Per “G8 Gate”, Fracassi ha sondato centinaia di fonti. Tutte convergono drammaticamente verso un’unica ipotesi: a Genova si “doveva” spezzare le gambe, a tutti i costi, al nuovo movimento democratico mondiale. Obiettivo, veicolare il messaggio più esplicito: “Restate a casa, rinunciate a scendere in piazza perché può essere pericoloso”. Mandanti: le grandi multinazionali e persino le loro fondazioni, all’apparenza innocue e filantropiche, in realtà strettamente collegate con settori dell’intelligence. Disponibilità economica: illimitata. E poi la manovalanza principale della missione: i mercenari chiamati black bloc, ben addestrati in gran segreto e specializzati nelle tattiche della guerriglia urbana. «Le forze dell’ordine presenti a Genova – riassume Fracassi – sarebbero state in parte complici e in parte impotenti di fronte ai devastatori», i “neri” sbucati dal nulla e rimasti totalmente impuniti. «Grazie a una sapiente regia mediatica», tutto è avvenuto «di fronte ai giornalisti, ai fotografi e alle telecamere di tutto il mondo, che avrebbero creduto di raccontare le azioni di una formazione chiamata Black Bloc».
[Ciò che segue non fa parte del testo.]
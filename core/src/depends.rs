//! Splitting eager-load paths into inline joins and deferred queries.
//!
//! To-one relations are flattened into the primary statement (their columns
//! join the SELECT list and get their own scan slot). To-many relations
//! become [`Depends`] entries, each planned as a follow-up query whose rows
//! are scattered back into the parent by field index.

use compact_str::CompactString;

use relmap_types::ValueType;

use crate::error::{RelmapError, Result};
use crate::plan::{EdgePath, JoinClause, JoinPlan, JoinType};
use crate::resolve::{Hop, PathSegment, QueryCompiler, ResolvedHop};
use crate::schema::{EntityId, EntityNode, FieldIndex, RelationKind, RelationRef, Schemes};
use crate::select::StatementParts;

/// One entity instance scanned per result row.
#[derive(Debug, Clone, PartialEq, Eq)]
pub struct ScanTarget {
    pub entity: EntityId,
    pub alias: CompactString,
    /// Where the instance lives inside the root entity; empty for the root.
    pub field_index: FieldIndex,
}

/// One column of the primary SELECT list.
#[derive(Debug, Clone, PartialEq, Eq)]
pub struct SelectColumn {
    pub alias: CompactString,
    pub column: CompactString,
    pub value_type: ValueType,
    pub scanner: bool,
    /// Index into [`Dependents::scan_targets`].
    pub slot: usize,
}

impl SelectColumn {
    #[must_use]
    pub fn render(&self, dialect: relmap_types::Dialect) -> String {
        dialect.qualified(&self.alias, &self.column)
    }
}

/// A to-many relation that needs its own query.
#[derive(Debug, Clone, PartialEq, Eq)]
pub struct Depends {
    /// Field path from the root entity to the slot the results fill.
    pub field_index: FieldIndex,
    pub relation: RelationRef,
    pub parent: EntityId,
    /// Alias of the parent inside the primary statement.
    pub parent_alias: CompactString,
    /// Path suffixes still to load on the related entity.
    pub paths: Vec<CompactString>,
}

/// Output of the splitter.
#[derive(Debug, Clone, Default, PartialEq, Eq)]
pub struct Dependents {
    pub select: Vec<SelectColumn>,
    pub depends: Vec<Depends>,
    pub scan_targets: Vec<ScanTarget>,
}

impl Dependents {
    /// Number of entity instances scanned per row.
    #[inline]
    pub fn scan_count(&self) -> usize {
        self.scan_targets.len()
    }

    fn add_target(&mut self, node: &EntityNode, alias: CompactString, field_index: FieldIndex) {
        let slot = self.scan_targets.len();
        self.select.extend(node.columns.iter().map(|c| SelectColumn {
            alias: alias.clone(),
            column: c.name.clone(),
            value_type: c.value_type.clone(),
            scanner: c.scanner,
            slot,
        }));
        self.scan_targets.push(ScanTarget {
            entity: node.id,
            alias,
            field_index,
        });
    }
}

struct Group<'p> {
    hop: ResolvedHop,
    field: FieldIndex,
    suffixes: Vec<&'p str>,
}

/// `a.b.c` -> (`a`, Some(`b.c`)), ignoring dots inside brackets.
fn split_head(path: &str) -> (&str, Option<&str>) {
    let mut depth = 0usize;
    for (i, c) in path.char_indices() {
        match c {
            '[' => depth += 1,
            ']' => depth = depth.saturating_sub(1),
            '.' if depth == 0 => return (&path[..i], Some(&path[i + 1..])),
            _ => {}
        }
    }
    (path, None)
}

impl<'s> QueryCompiler<'s> {
    /// Splits eager-load `paths` into inline joins (added to this compiler's
    /// plan) and deferred [`Depends`] entries.
    ///
    /// Paths that do not resolve are dropped; callers may pass speculative
    /// paths. Call once per statement, since the root is always selected.
    pub fn compile_dependents<S: AsRef<str>>(&mut self, paths: &[S]) -> Dependents {
        let root = self.root();
        let alias = self.plan.root_alias().clone();
        let mut out = Dependents::default();
        out.add_target(root, alias.clone(), FieldIndex::new());

        let paths: Vec<&str> = paths.iter().map(AsRef::as_ref).collect();
        let mut plan = self.plan.clone();
        self.split(&mut plan, root, &alias, &EdgePath::new(), &FieldIndex::new(), &paths, &mut out);
        self.plan = plan;
        out
    }

    #[allow(clippy::too_many_arguments)]
    fn split(
        &self,
        plan: &mut JoinPlan,
        node: &'s EntityNode,
        alias: &CompactString,
        edges: &EdgePath,
        prefix: &FieldIndex,
        paths: &[&str],
        out: &mut Dependents,
    ) {
        let mut groups: Vec<Group<'_>> = Vec::new();

        for &path in paths {
            let (head, rest) = split_head(path);
            let Ok(hop) = self.resolve_segment(node, &PathSegment::parse(head), false) else {
                crate::relmap_trace_skip!(path, "unresolvable");
                continue;
            };
            let Some(field) = self.schemes.relation(hop.edge.relation).field_index.clone() else {
                crate::relmap_trace_skip!(path, "no owning field");
                continue;
            };

            let i = match groups.iter().position(|g| g.hop.edge == hop.edge) {
                Some(i) => i,
                None => {
                    groups.push(Group {
                        hop,
                        field,
                        suffixes: Vec::new(),
                    });
                    groups.len() - 1
                }
            };
            if let Some(rest) = rest.filter(|r| !r.is_empty()) {
                if !groups[i].suffixes.contains(&rest) {
                    groups[i].suffixes.push(rest);
                }
            }
        }

        for group in groups {
            let mut child_edges = edges.clone();
            child_edges.push(group.hop.edge);
            let mut field = prefix.clone();
            field.extend_from_slice(&group.field);

            match &group.hop.hop {
                Hop::ToOne { target, .. } => {
                    let child_alias = match self.join_hop(plan, &child_edges, alias, &group.hop, JoinType::Left) {
                        Ok(child_alias) => child_alias,
                        Err(_) => {
                            crate::relmap_trace_skip!(group.hop.label, "join failed");
                            continue;
                        }
                    };
                    let target = self.schemes.node(*target);
                    if !out.scan_targets.iter().any(|t| t.alias == child_alias) {
                        out.add_target(target, child_alias.clone(), field.clone());
                    }
                    if !group.suffixes.is_empty() {
                        self.split(plan, target, &child_alias, &child_edges, &field, &group.suffixes, out);
                    }
                }
                Hop::ToMany { .. } | Hop::Pivot { .. } => {
                    out.depends.push(Depends {
                        field_index: field,
                        relation: group.hop.edge.relation,
                        parent: node.id,
                        parent_alias: alias.clone(),
                        paths: group.suffixes.iter().map(|s| CompactString::from(*s)).collect(),
                    });
                }
            }
        }
    }
}

/// Splits `paths` against `root` with a fresh join plan.
pub fn compile_dependents<S: AsRef<str>>(
    schemes: &Schemes,
    root: EntityId,
    paths: &[S],
) -> (JoinPlan, Dependents) {
    let mut compiler = QueryCompiler::new(schemes, root);
    let dependents = compiler.compile_dependents(paths);
    (compiler.into_plan(), dependents)
}

/// Planned follow-up query for one [`Depends`] entry.
#[derive(Debug, Clone, PartialEq, Eq)]
pub struct FollowUp {
    pub sql: String,
    /// Qualified column carrying the parent key of each row.
    pub scatter_column: String,
    pub joins: Vec<JoinClause>,
    pub dependents: Dependents,
    /// Number of parent keys the statement expects as bind values.
    pub placeholders: usize,
}

impl Depends {
    /// Plans the query loading this relation for `key_count` parent keys.
    ///
    /// Has-many relations filter the target on its foreign key; many-to-many
    /// relations go through the junction table and select its parent column.
    pub fn follow_up(&self, schemes: &Schemes, key_count: usize) -> Result<FollowUp> {
        let dialect = schemes.dialect();
        let naming = schemes.naming();
        let relation = schemes.relation(self.relation);
        let parent = schemes.node(self.parent);
        let target_id = relation
            .kind
            .target()
            .ok_or_else(|| RelmapError::UnresolvableRelation {
                segment: relation.name.clone(),
                entity: parent.name.clone(),
            })?;
        let target = schemes.node(target_id);

        let mut compiler = QueryCompiler::new(schemes, target_id);
        let dependents = compiler.compile_dependents(&self.paths);
        let mut plan = compiler.into_plan();
        let alias = plan.root_alias().clone();

        let mut parts = StatementParts::new(dialect, &target.table, &alias);
        parts.columns = dependents.select.iter().map(|c| c.render(dialect)).collect();

        let scatter_column = match &relation.kind {
            RelationKind::HasMany { foreign_key, .. } => {
                dialect.qualified(&alias, &target.columns[*foreign_key].name)
            }
            RelationKind::ManyToMany { pivot, .. } | RelationKind::Reverse { pivot, .. } => {
                let key = target
                    .key_column()
                    .ok_or_else(|| RelmapError::MissingPrimaryKey {
                        entity: target.name.clone(),
                    })?;
                let pivot_alias = plan.reserve_alias(naming.pivot_alias(&alias));
                parts.joins.push(format!(
                    "{} {} AS {} ON {} = {}",
                    JoinType::Join.as_str(),
                    dialect.quote(&pivot.table),
                    dialect.quote(&pivot_alias),
                    dialect.qualified(&pivot_alias, &pivot.remote_column),
                    dialect.qualified(&alias, &key.name)
                ));
                let scatter = dialect.qualified(&pivot_alias, &pivot.local_column);
                parts.columns.push(scatter.clone());
                scatter
            }
            RelationKind::BelongsTo { .. } | RelationKind::Unresolved => {
                return Err(RelmapError::UnresolvableRelation {
                    segment: relation.name.clone(),
                    entity: parent.name.clone(),
                });
            }
        };

        parts.joins.extend(plan.joins().iter().map(|j| j.render(dialect)));
        if key_count == 0 {
            parts.filters.push("1 = 0".to_string());
        } else {
            let placeholders = (1..=key_count)
                .map(|n| dialect.placeholder(n))
                .collect::<Vec<_>>()
                .join(", ");
            parts.filters.push(format!("{scatter_column} IN ({placeholders})"));
        }

        let sql = parts.render();
        crate::relmap_trace_sql!(sql, key_count);
        Ok(FollowUp {
            sql,
            scatter_column,
            joins: plan.joins().to_vec(),
            dependents,
            placeholders: key_count,
        })
    }
}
Ma tutto questo da chi sarebbe stato finanziato e poi coperto? Una domanda, ricorda Fracassi, che si era posto retoricamente anche il generale Fabio Mini, già comandante delle forze Nato in Kosovo: come avrebbero fatto, i “neri”, «a partire da Berlino e a venire a Genova potendo passare indisturbati tutte quelle frontiere?». E poi: chi ha pagato quel viaggio? «Lei ha una risposta?», domanda Fracassi. «Certo», risponde Mini: «Ci sono organizzazioni che sono fatte apposta per questo genere di cose: si occupano della logistica, della gestione delle risorse, della protezione di chi partecipa Fabio Minialle operazioni». Sia meno vago, lo incalza Fracassi. «Non posso», ammette malinconicamente il generale Mini.
Se è noto che in quei giorni a Genova c’erano non meno di 700 agenti dell’Fbi, Daniele Ganser, insegnante di storia a Basilea ed esperto di organizzazioni coperte come Gladio e Stay Behind, sostiene che la cooperazione tra servizi segreti americani e italiani sarebbe andata «ben oltre il semplice controllo dell’ordine pubblico». Il professore svizzero mette in relazione il Sismi con la Nsa, l’agenzia centrale di intelligence di Washington: «Secondo lei – dice a Fracassi – da chi provenivano le informazioni sulle “tute nere” dall’estero? E’ l’Nsa che ha il compito di intercettare le comunicazioni telefoniche, i fax, le e-mail. Poi le ha passate alla Cia, che a sua volta che ha date al Sismi», conclude Ganser. «A Genova erano presenti entrambi i servizi segreti, italiano e americano: le risulta abbiano fatto qualcosa per fermare i “neri”?».
(Il libro: Franco Fracassi, “G8 Gate”, dieci anni d’inchiesta: i segreti del G8 di Genova, Alpine Studio editore, 229 pagine, euro 14,90. Info: Alpine Studio).